> **EXERCISE BRIEF**: Locate every line in the records below that contains the word "Integer", and copy each one.

> **SUPPLIED RECORDS**:
//! Typed property access and inherited (effective) property resolution.
//!
//! Every entity has a key-value property table. Names are case-insensitive
//! and stored lower-cased. A marker or trail that lacks a property inherits
//! it from its category, which in turn inherits from its ancestors; the
//! nearest non-null value wins.

use std::collections::BTreeMap;

use rusqlite::{OptionalExtension, params};
use waymark_core::PropValue;

use super::PackStore;
use crate::errors::Result;

/// The entity a property belongs to.
#[derive(Clone, Copy, Debug, PartialEq, Eq)]
pub enum PropOwner<'a> {
    /// A category, by type id.
    Category(&'a str),
    /// A marker, by id.
    Marker(i64),
    /// A trail, by id.
    Trail(i64),
}

impl PropOwner<'_> {
    fn table(self) -> (&'static str, &'static str) {
        match self {
            Self::Category(_) => ("categoryprops", "category"),
            Self::Marker(_) => ("markerprops", "marker"),
            Self::Trail(_) => ("trailprops", "trail"),
        }
    }

    fn key(self) -> OwnerKey {
        match self {
            Self::Category(t) => OwnerKey::Text(t.to_lowercase()),
            Self::Marker(id) | Self::Trail(id) => OwnerKey::Id(id),
        }
    }
}

enum OwnerKey {
    Text(String),
    Id(i64),
}

impl rusqlite::ToSql for OwnerKey {
    fn to_sql(&self) -> rusqlite::Result<rusqlite::types::ToSqlOutput<'_>> {
        match self {
            Self::Text(s) => s.to_sql(),
            Self::Id(id) => id.to_sql(),
        }
    }
}

/// Ancestor chain of `?1` with each level's own value of property `?2`,
/// nearest first.
const CHAIN_PROPERTY_SQL: &str = "
    WITH RECURSIVE chain(typeid, parent, lvl) AS (
      SELECT typeid, parent, 0 FROM categories WHERE typeid = ?1
      UNION ALL
      SELECT c.typeid, c.parent, ch.lvl + 1
      FROM categories c JOIN chain ch ON c.typeid = ch.parent
      WHERE ch.lvl < 10000
    )
    SELECT p.value FROM chain ch
    JOIN categoryprops p ON p.category = ch.typeid AND p.property = ?2
    WHERE p.value IS NOT NULL
    ORDER BY ch.lvl
    LIMIT 1";

/// Every property along the ancestor chain of `?1`, root first.
const CHAIN_ALL_SQL: &str = "
    WITH RECURSIVE chain(typeid, parent, lvl) AS (
      SELECT typeid, parent, 0 FROM categories WHERE typeid = ?1
      UNION ALL
      SELECT c.typeid, c.parent, ch.lvl + 1
      FROM categories c JOIN chain ch ON c.typeid = ch.parent
      WHERE ch.lvl < 10000
    )
    SELECT p.property, p.value FROM chain ch
    JOIN categoryprops p ON p.category = ch.typeid
    WHERE p.value IS NOT NULL
    ORDER BY ch.lvl DESC";

impl PackStore {
    /// An entity's own value of `name`.
    pub fn property(&self, owner: PropOwner<'_>, name: &str) -> Result<Option<PropValue>> {
        let (table, col) = owner.table();
        let value: Option<Option<PropValue>> = self
            .conn
            .query_row(
                &format!("SELECT value FROM {table} WHERE {col} = ?1 AND property = ?2"),
                params![owner.key(), name.to_lowercase()],
                |row| row.get(0),
            )
            .optional()?;
        Ok(value.flatten())
    }

    /// Set (`Some`) or delete (`None`) an entity's own value of `name`.
    pub fn set_property(
        &self,
        owner: PropOwner<'_>,
        name: &str,
        value: Option<&PropValue>,
    ) -> Result<()> {
        let (table, col) = owner.table();
        let name = name.to_lowercase();
        match value {
            Some(v) => {
                let _ = self.conn.execute(
                    &format!(
                        "INSERT INTO {table} ({col}, property, value) VALUES (?1, ?2, ?3)
                         ON CONFLICT({col}, property) DO UPDATE SET value = excluded.value"
                    ),
                    params![owner.key(), name, v],
                )?;
            }
            None => {
                let _ = self.conn.execute(
                    &format!("DELETE FROM {table} WHERE {col} = ?1 AND property = ?2"),
                    params![owner.key(), name],
                )?;
            }
        }
        Ok(())
    }

    /// All of an entity's own properties, by name.
    pub fn properties(&self, owner: PropOwner<'_>) -> Result<BTreeMap<String, PropValue>> {
        let (table, col) = owner.table();
        let mut stmt = self.conn.prepare(&format!(
            "SELECT property, value FROM {table} WHERE {col} = ?1 AND value IS NOT NULL"
        ))?;
        let rows = stmt
            .query_map(params![owner.key()], |row| Ok((row.get(0)?, row.get(1)?)))?
            .collect::<std::result::Result<BTreeMap<_, _>, _>>()?;
        Ok(rows)
    }

    /// Nearest non-null value of `name` from the category toward the root.
    pub fn category_property(&self, typeid: &str, name: &str) -> Result<Option<PropValue>> {
        let value = self
            .conn
            .query_row(
                CHAIN_PROPERTY_SQL,
                params![typeid.to_lowercase(), name.to_lowercase()],
                |row| row.get(0),
            )
            .optional()?;
        Ok(value)
    }

    /// A marker's own value of `name`, else its category chain's.
    pub fn marker_property(&self, id: i64, name: &str) -> Result<Option<PropValue>> {
        if let Some(v) = self.property(PropOwner::Marker(id), name)? {
            return Ok(Some(v));
        }
        match self.marker(id)? {
            Some(m) => self.category_property(&m.typeid, name),
            None => Ok(None),
        }
    }

    /// A trail's own value of `name`, else its category chain's.
    pub fn trail_property(&self, id: i64, name: &str) -> Result<Option<PropValue>> {
        if let Some(v) = self.property(PropOwner::Trail(id), name)? {
            return Ok(Some(v));
        }
        match self.trail(id)? {
            Some(t) => self.category_property(&t.typeid, name),
            None => Ok(None),
        }
    }

    /// The full effective property map of a category: every property along
    /// its chain, nearer levels overriding farther ones.
    pub fn effective_category_properties(
        &self,
        typeid: &str,
    ) -> Result<BTreeMap<String, PropValue>> {
        let mut stmt = self.conn.prepare(CHAIN_ALL_SQL)?;
        let rows = stmt
            .query_map(params![typeid.to_lowercase()], |row| {
                Ok((row.get::<_, String>(0)?, row.get::<_, PropValue>(1)?))
            })?
            .collect::<std::result::Result<Vec<_>, _>>()?;
        // root first, so later inserts are nearer and win
        Ok(rows.into_iter().collect())
    }
}

// ─────────────────────────────────────────────────────────────────────────────
// Tests
// ─────────────────────────────────────────────────────────────────────────────

#[cfg(test)]
#[allow(unused_results)]
mod tests {
    use super::*;

    fn pack() -> PackStore {
        let pack = PackStore::in_memory("test").unwrap();
        pack.category("a.b.c", true).unwrap();
        pack
    }

    #[test]
    fn set_get_delete_own_property() {
        let pack = pack();
        let owner = PropOwner::Category("a.b");
        pack.set_property(owner, "IconFile", Some(&"x.png".into())).unwrap();
        assert_eq!(pack.property(owner, "iconfile").unwrap(), Some("x.png".into()));

        pack.set_property(owner, "iconfile", Some(&PropValue::Integer(3))).unwrap();
        assert_eq!(pack.property(owner, "ICONFILE").unwrap(), Some(PropValue::Integer(3)));

        pack.set_property(owner, "iconfile", None).unwrap();
        assert_eq!(pack.property(owner, "iconfile").unwrap(), None);
    }

    #[test]
    fn properties_lists_own_values() {
        let pack = pack();
        let m = pack.new_marker("a.b.c", 1).unwrap();
        pack.set_property(PropOwner::Marker(m), "guid", Some(&"abc".into())).unwrap();
        pack.set_property(PropOwner::Marker(m), "behavior", Some(&PropValue::Integer(3))).unwrap();
        let props = pack.properties(PropOwner::Marker(m)).unwrap();
        assert_eq!(props.len(), 2);
        assert_eq!(props["behavior"], PropValue::Integer(3));
    }

    #[test]
    fn category_property_takes_nearest() {
        let pack = pack();
        pack.set_property(PropOwner::Category("a"), "alpha", Some(&PropValue::Real(0.5))).unwrap();
        pack.set_property(PropOwner::Category("a.b"), "alpha", Some(&PropValue::Real(0.8))).unwrap();
        pack.set_property(PropOwner::Category("a"), "color", Some(&"red".into())).unwrap();

        assert_eq!(pack.category_property("a.b.c", "alpha").unwrap(), Some(PropValue::Real(0.8)));
        assert_eq!(pack.category_property("a.b.c", "color").unwrap(), Some("red".into()));
        assert_eq!(pack.category_property("a", "alpha").unwrap(), Some(PropValue::Real(0.5)));
        assert_eq!(pack.category_property("a.b.c", "missing").unwrap(), None);
        assert_eq!(pack.category_property("nope", "alpha").unwrap(), None);
    }

    #[test]
    fn entity_property_falls_back_to_chain() {
        let pack = pack();
        let m = pack.new_marker("a.b.c", 1).unwrap();
        let t = pack.new_trail("a.b.c", 1).unwrap();
        pack.set_property(PropOwner::Category("a"), "iconsize", Some(&PropValue::Real(2.0))).unwrap();
        pack.set_property(PropOwner::Marker(m), "iconsize", Some(&PropValue::Real(3.0))).unwrap();

        assert_eq!(pack.marker_property(m, "iconsize").unwrap(), Some(PropValue::Real(3.0)));
        assert_eq!(pack.trail_property(t, "iconsize").unwrap(), Some(PropValue::Real(2.0)));
        assert_eq!(pack.marker_property(9999, "iconsize").unwrap(), None);
    }

    #[test]
    fn effective_category_properties_merge_nearest_wins() {
        let pack = pack();
        pack.set_property(PropOwner::Category("a"), "x", Some(&PropValue::Integer(1))).unwrap();
        pack.set_property(PropOwner::Category("a"), "y", Some(&PropValue::Integer(1))).unwrap();
        pack.set_property(PropOwner::Category("a.b.c"), "x", Some(&PropValue::Integer(3))).unwrap();

        let props = pack.effective_category_properties("a.b.c").unwrap();
        assert_eq!(props["x"], PropValue::Integer(3));
        assert_eq!(props["y"], PropValue::Integer(1));
    }
}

> **RESPONSE TO THIS TASK**:
        pack.set_property(owner, "iconfile", Some(&PropValue::Integer(3))).unwrap();
        assert_eq!(pack.property(owner, "ICONFILE").unwrap(), Some(PropValue::Integer(3)));
        pack.set_property(PropOwner::Marker(m), "behavior", Some(&PropValue::Integer(3))).unwrap();
        assert_eq!(props["behavior"], PropValue::Integer(3));
        pack.set_property(PropOwner::Category("a"), "x", Some(&PropValue::Integer(1))).unwrap();
        pack.set_property(PropOwner::Category("a"), "y", Some(&PropValue::Integer(1))).unwrap();
        pack.set_property(PropOwner::Category("a.b.c"), "x", Some(&PropValue::Integer(3))).unwrap();
        assert_eq!(props["x"], PropValue::Integer(3));
        assert_eq!(props["y"], PropValue::Integer(1));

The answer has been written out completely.